# PROVIDED INFORMATION:
//! Ledger configuration.

use std::time::Duration;

/// Default challenge validity window in seconds.
pub const DEFAULT_VALIDITY_WINDOW_SECS: u64 = 300;

/// Default protocol tag appended to every challenge.
pub const DEFAULT_PROTOCOL_TAG: &str = "starRegistry";

/// Configuration for the Ledger.
#[derive(Debug, Clone)]
pub struct LedgerConfig {
    /// How long a challenge stays valid after issue.
    ///
    /// A submission is admitted only while `now - issued_at` is strictly
    /// less than this window.
    pub validity_window: Duration,
    /// Tag placed in the third field of every challenge message.
    pub protocol_tag: String,
}

impl Default for LedgerConfig {
    fn default() -> Self {
        Self {
            validity_window: Duration::from_secs(DEFAULT_VALIDITY_WINDOW_SECS),
            protocol_tag: DEFAULT_PROTOCOL_TAG.to_string(),
        }
    }
}

impl LedgerConfig {
    /// Load configuration from environment variables.
    ///
    /// Variables:
    /// - `STARCHAIN_VALIDITY_WINDOW_SECS` (default: 300)
    /// - `STARCHAIN_PROTOCOL_TAG` (default: `starRegistry`)
    ///
    /// Unparseable values fall back to the default.
    pub fn from_env() -> Self {
        let defaults = Self::default();
        Self {
            validity_window: std::env::var("STARCHAIN_VALIDITY_WINDOW_SECS")
                .ok()
                .and_then(|s| s.parse().ok())
                .map(Duration::from_secs)
                .unwrap_or(defaults.validity_window),
            protocol_tag: std::env::var("STARCHAIN_PROTOCOL_TAG")
                .ok()
                .filter(|tag| !tag.is_empty() && !tag.contains(crate::CHALLENGE_DELIMITER))
                .unwrap_or(defaults.protocol_tag),
        }
    }

    pub fn with_validity_window(mut self, window: Duration) -> Self {
        self.validity_window = window;
        self
    }

    pub fn with_protocol_tag(mut self, tag: impl Into<String>) -> Self {
        self.protocol_tag = tag.into();
        self
    }

    /// The validity window in whole seconds.
    pub fn window_secs(&self) -> u64 {
        self.validity_window.as_secs()
    }
}
//! Proptest generators for property-based testing.

use proptest::prelude::*;
use serde_json::Value;

use starchain_core::star::MAX_STORY_BYTES;
use starchain_core::{Address, Star};

use crate::fixtures::TestWallet;

/// Generate a wallet with a random deterministic seed.
pub fn wallet() -> impl Strategy<Value = TestWallet> {
    any::<[u8; 32]>().prop_map(TestWallet::from_seed)
}

/// Generate an address. Never contains the challenge delimiter.
pub fn address() -> impl Strategy<Value = Address> {
    "[a-zA-Z0-9]{1,40}".prop_map(Address::from)
}

/// Generate a star that passes [`Star::validate`].
pub fn star() -> impl Strategy<Value = Star> {
    (
        "[0-9]{1,2}° [0-9]{1,2}' [0-9]{1,2}\\.[0-9]",
        "[0-9]{1,2}h [0-9]{1,2}m [0-9]{1,2}\\.[0-9]s",
        prop::collection::vec(any::<char>(), 0..=MAX_STORY_BYTES / 4),
        prop::option::of("[0-9]\\.[0-9]"),
        prop::option::of("[A-Z][a-z]{2,10}"),
    )
        .prop_map(|(dec, ra, story, mag, cen)| Star {
            dec,
            ra,
            story: story.into_iter().collect(),
            mag,
            cen,
        })
}

/// Generate an arbitrary JSON payload (no floats, which need not round-trip
/// bit for bit).
pub fn json_payload() -> impl Strategy<Value = Value> {
    let leaf = prop_oneof![
        Just(Value::Null),
        any::<bool>().prop_map(Value::Bool),
        any::<i64>().prop_map(Value::from),
        ".{0,32}".prop_map(Value::String),
    ];
    leaf.prop_recursive(3, 32, 6, |inner| {
        prop_oneof![
            prop::collection::vec(inner.clone(), 0..6).prop_map(Value::Array),
            prop::collection::btree_map("[a-z]{1,8}", inner, 0..6)
                .prop_map(|m| Value::Object(m.into_iter().collect())),
        ]
    })
}
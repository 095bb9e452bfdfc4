//! Chain integrity checks.
//!
//! Validation never short-circuits: every record gets an outcome and every
//! issue found on a record is listed, so a caller can see exactly where and
//! how a chain was altered.

use serde::Serialize;

use crate::error::ValidationError;
use crate::record::Record;
use crate::types::Fingerprint;

/// Check one record against its stored index and its predecessor.
///
/// Every record, genesis included, must sit at its claimed position and
/// carry a fingerprint matching its content. Genesis must have no link;
/// every other record must link to its predecessor's fingerprint.
pub fn validate_record(
    record: &Record,
    index: u64,
    previous: Option<&Record>,
) -> Vec<ValidationError> {
    let mut issues = Vec::new();

    if record.position != index {
        issues.push(ValidationError::UnexpectedPosition {
            index,
            claimed: record.position,
        });
    }

    let expected = previous.and_then(|p| p.fingerprint);
    let linked = if index == 0 {
        record.previous_fingerprint.is_none()
    } else {
        record.previous_fingerprint.is_some() && record.previous_fingerprint == expected
    };
    if !linked {
        issues.push(ValidationError::BrokenLink {
            position: index,
            expected,
            got: record.previous_fingerprint,
        });
    }

    match record.fingerprint {
        None => issues.push(ValidationError::MissingFingerprint(index)),
        Some(stored) => {
            if !record.self_validate() {
                issues.push(ValidationError::FingerprintMismatch {
                    position: index,
                    stored,
                    computed: record.compute_fingerprint(),
                });
            }
        }
    }

    issues
}

/// The validation result for a single record.
#[derive(Debug, Clone, PartialEq, Eq, Serialize)]
pub struct RecordOutcome {
    pub position: u64,
    pub fingerprint: Option<Fingerprint>,
    #[serde(serialize_with = "serialize_issues")]
    pub issues: Vec<ValidationError>,
}

impl RecordOutcome {
    pub fn is_valid(&self) -> bool {
        self.issues.is_empty()
    }
}

fn serialize_issues<S: serde::Serializer>(
    issues: &[ValidationError],
    serializer: S,
) -> Result<S::Ok, S::Error> {
    serializer.collect_seq(issues.iter().map(|i| i.to_string()))
}

/// Per-record outcomes for a whole chain, in position order.
#[derive(Debug, Clone, Default, PartialEq, Eq, Serialize)]
pub struct ChainReport {
    pub outcomes: Vec<RecordOutcome>,
}

impl ChainReport {
    /// Validate `records` as a chain, indexing them by slice position.
    pub fn check(records: &[Record]) -> Self {
        let outcomes = records
            .iter()
            .enumerate()
            .map(|(i, record)| {
                let previous = i.checked_sub(1).and_then(|p| records.get(p));
                RecordOutcome {
                    position: i as u64,
                    fingerprint: record.fingerprint,
                    issues: validate_record(record, i as u64, previous),
                }
            })
            .collect();
        Self { outcomes }
    }

    /// True when every record validated.
    pub fn is_valid(&self) -> bool {
        self.outcomes.iter().all(RecordOutcome::is_valid)
    }

    pub fn failures(&self) -> impl Iterator<Item = &RecordOutcome> {
        self.outcomes.iter().filter(|o| !o.is_valid())
    }

    pub fn failed_positions(&self) -> Vec<u64> {
        self.failures().map(|o| o.position).collect()
    }
}

#[cfg(test)]
mod tests {
    use super::*;

    /// Build a correctly linked chain of `n` records (genesis included).
    fn linked_chain(n: usize) -> Vec<Record> {
        let mut records: Vec<Record> = Vec::with_capacity(n);
        for i in 0..n {
            let mut record = if i == 0 {
                Record::genesis().unwrap()
            } else {
                Record::new(&format!("entry {}", i)).unwrap()
            };
            record.position = i as u64;
            record.timestamp = 1_700_000_000 + i as i64;
            record.previous_fingerprint = records.last().and_then(|r| r.fingerprint);
            record.fingerprint = Some(record.compute_fingerprint());
            records.push(record);
        }
        records
    }

    #[test]
    fn test_linked_chain_is_valid() {
        let report = ChainReport::check(&linked_chain(5));
        assert_eq!(report.outcomes.len(), 5);
        assert!(report.is_valid());
        assert!(report.failed_positions().is_empty());
    }

    #[test]
    fn test_empty_chain_is_valid() {
        assert!(ChainReport::check(&[]).is_valid());
    }

    #[test]
    fn test_body_tamper_flags_only_that_record() {
        let mut records = linked_chain(5);
        records[2].body = crate::encoding::encode_body("forged").unwrap();

        let report = ChainReport::check(&records);
        assert_eq!(report.failed_positions(), vec![2]);
        assert!(matches!(
            report.outcomes[2].issues.as_slice(),
            [ValidationError::FingerprintMismatch { position: 2, .. }]
        ));
    }

    #[test]
    fn test_fingerprint_tamper_breaks_next_link() {
        let mut records = linked_chain(5);
        records[2].fingerprint = Some(Fingerprint::from_bytes([0xee; 32]));

        let report = ChainReport::check(&records);
        assert_eq!(report.failed_positions(), vec![2, 3]);
        assert!(matches!(
            report.outcomes[3].issues.as_slice(),
            [ValidationError::BrokenLink { position: 3, .. }]
        ));
    }

    #[test]
    fn test_rehashed_tamper_is_caught_by_link() {
        // A forger who recomputes the fingerprint still breaks the next link.
        let mut records = linked_chain(4);
        records[1].body = crate::encoding::encode_body("forged").unwrap();
        records[1].fingerprint = Some(records[1].compute_fingerprint());

        let report = ChainReport::check(&records);
        assert_eq!(report.failed_positions(), vec![2]);
    }

    #[test]
    fn test_position_tamper_reports_every_issue() {
        let mut records = linked_chain(3);
        records[1].position = 9;

        let issues = &ChainReport::check(&records).outcomes[1].issues;
        assert_eq!(issues.len(), 2);
        assert!(matches!(
            issues[0],
            ValidationError::UnexpectedPosition { index: 1, claimed: 9 }
        ));
        assert!(matches!(issues[1], ValidationError::FingerprintMismatch { .. }));
    }

    #[test]
    fn test_missing_link_is_reported() {
        let mut records = linked_chain(2);
        records[1].previous_fingerprint = None;
        records[1].fingerprint = Some(records[1].compute_fingerprint());

        let issues = &ChainReport::check(&records).outcomes[1].issues;
        assert!(matches!(
            issues.as_slice(),
            [ValidationError::BrokenLink { got: None, .. }]
        ));
    }

    #[test]
    fn test_genesis_content_is_checked() {
        let mut records = linked_chain(3);
        records[0].body = crate::encoding::encode_body("forged").unwrap();

        let report = ChainReport::check(&records);
        assert_eq!(report.failed_positions(), vec![0]);
        assert!(matches!(
            report.outcomes[0].issues.as_slice(),
            [ValidationError::FingerprintMismatch { position: 0, .. }]
        ));

        let mut records = linked_chain(3);
        records[0].timestamp += 1;
        assert_eq!(ChainReport::check(&records).failed_positions(), vec![0]);
    }

    #[test]
    fn test_genesis_without_fingerprint_is_reported() {
        let mut records = linked_chain(1);
        records[0].fingerprint = None;
        assert!(matches!(
            ChainReport::check(&records).outcomes[0].issues.as_slice(),
            [ValidationError::MissingFingerprint(0)]
        ));
    }

    #[test]
    fn test_genesis_with_a_link_is_reported() {
        let mut records = linked_chain(1);
        records[0].previous_fingerprint = Some(Fingerprint::from_bytes([0x11; 32]));
        records[0].fingerprint = Some(records[0].compute_fingerprint());
        assert!(matches!(
            ChainReport::check(&records).outcomes[0].issues.as_slice(),
            [ValidationError::BrokenLink { position: 0, expected: None, .. }]
        ));
    }
}
//! Star: the application payload of the registry.

use serde::{Deserialize, Serialize};

use crate::error::{CoreError, Result};

/// Application data a caller can submit on behalf of an owner.
///
/// The ledger checks a payload before admitting it. The default accepts
/// anything serializable.
pub trait Payload: Serialize {
    fn check(&self) -> Result<()> {
        Ok(())
    }
}

impl Payload for serde_json::Value {}

/// Longest story a star may carry, in bytes.
pub const MAX_STORY_BYTES: usize = 500;

/// A registered star: celestial coordinates plus a free-form story.
#[derive(Debug, Clone, PartialEq, Eq, Serialize, Deserialize)]
pub struct Star {
    /// Declination, e.g. `68° 52' 56.9`.
    pub dec: String,

    /// Right ascension, e.g. `16h 29m 1.0s`.
    pub ra: String,

    pub story: String,

    /// Magnitude.
    #[serde(default, skip_serializing_if = "Option::is_none")]
    pub mag: Option<String>,

    /// Constellation.
    #[serde(default, skip_serializing_if = "Option::is_none")]
    pub cen: Option<String>,
}

impl Star {
    pub fn new(dec: impl Into<String>, ra: impl Into<String>, story: impl Into<String>) -> Self {
        Self {
            dec: dec.into(),
            ra: ra.into(),
            story: story.into(),
            mag: None,
            cen: None,
        }
    }

    pub fn with_magnitude(mut self, mag: impl Into<String>) -> Self {
        self.mag = Some(mag.into());
        self
    }

    pub fn with_constellation(mut self, cen: impl Into<String>) -> Self {
        self.cen = Some(cen.into());
        self
    }

    /// Check that coordinates are present and the story fits.
    pub fn validate(&self) -> Result<()> {
        if self.dec.trim().is_empty() {
            return Err(CoreError::InvalidStar("declination is empty".into()));
        }
        if self.ra.trim().is_empty() {
            return Err(CoreError::InvalidStar("right ascension is empty".into()));
        }
        if self.story.len() > MAX_STORY_BYTES {
            return Err(CoreError::InvalidStar(format!(
                "story is {} bytes, limit is {}",
                self.story.len(),
                MAX_STORY_BYTES
            )));
        }
        Ok(())
    }
}

impl Payload for Star {
    fn check(&self) -> Result<()> {
        self.validate()
    }
}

# WHAT THIS TASK INVOLVES:
Which lines above contain the word "forged"? Copy all of them.

# PROBLEM SOLUTION:
        records[2].body = crate::encoding::encode_body("forged").unwrap();
        records[1].body = crate::encoding::encode_body("forged").unwrap();
        records[0].body = crate::encoding::encode_body("forged").unwrap();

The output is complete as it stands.